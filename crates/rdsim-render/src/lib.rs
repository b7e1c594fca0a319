#![warn(missing_docs)]

//! Real-time loop coupling rdsim physics to a renderer.
//!
//! [`RenderLoop`] steps a [`rdsim_physics::SimulationEngine`] with a fixed
//! time step taken from an accumulator of elapsed wall time, then draws every
//! live instance through a [`Renderer`]. Window, terminal or GPU details live
//! behind the `Renderer` trait; time comes from a [`Clock`].
//!
//! # Example
//!
//! ```ignore
//! use rdsim_render::{HeadlessRenderer, LoopConfig, RenderLoop, SystemClock};
//!
//! let mut render_loop = RenderLoop::new(LoopConfig::default())?;
//! let mut renderer = HeadlessRenderer::new(600);
//! let stats = render_loop.run(&mut engine, &mut renderer, &mut SystemClock::new())?;
//! println!("{} steps in {} frames", stats.steps, stats.iterations);
//! ```

mod clock;
mod config;
mod error;
mod render_loop;
mod renderer;

pub use clock::{Clock, ManualClock, SystemClock};
pub use config::LoopConfig;
pub use error::{RenderError, Result};
pub use render_loop::{LoopState, LoopStats, RenderLoop};
pub use renderer::{draw_scene, DrawCall, HeadlessRenderer, Renderer};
··········
_TASK DESCRIPTION_. Scan the data above for the string "LoopConfig". Copy every line in which it appears.

_OUTPUT BELOW_.
//! use rdsim_render::{HeadlessRenderer, LoopConfig, RenderLoop, SystemClock};
//! let mut render_loop = RenderLoop::new(LoopConfig::default())?;
pub use config::LoopConfig;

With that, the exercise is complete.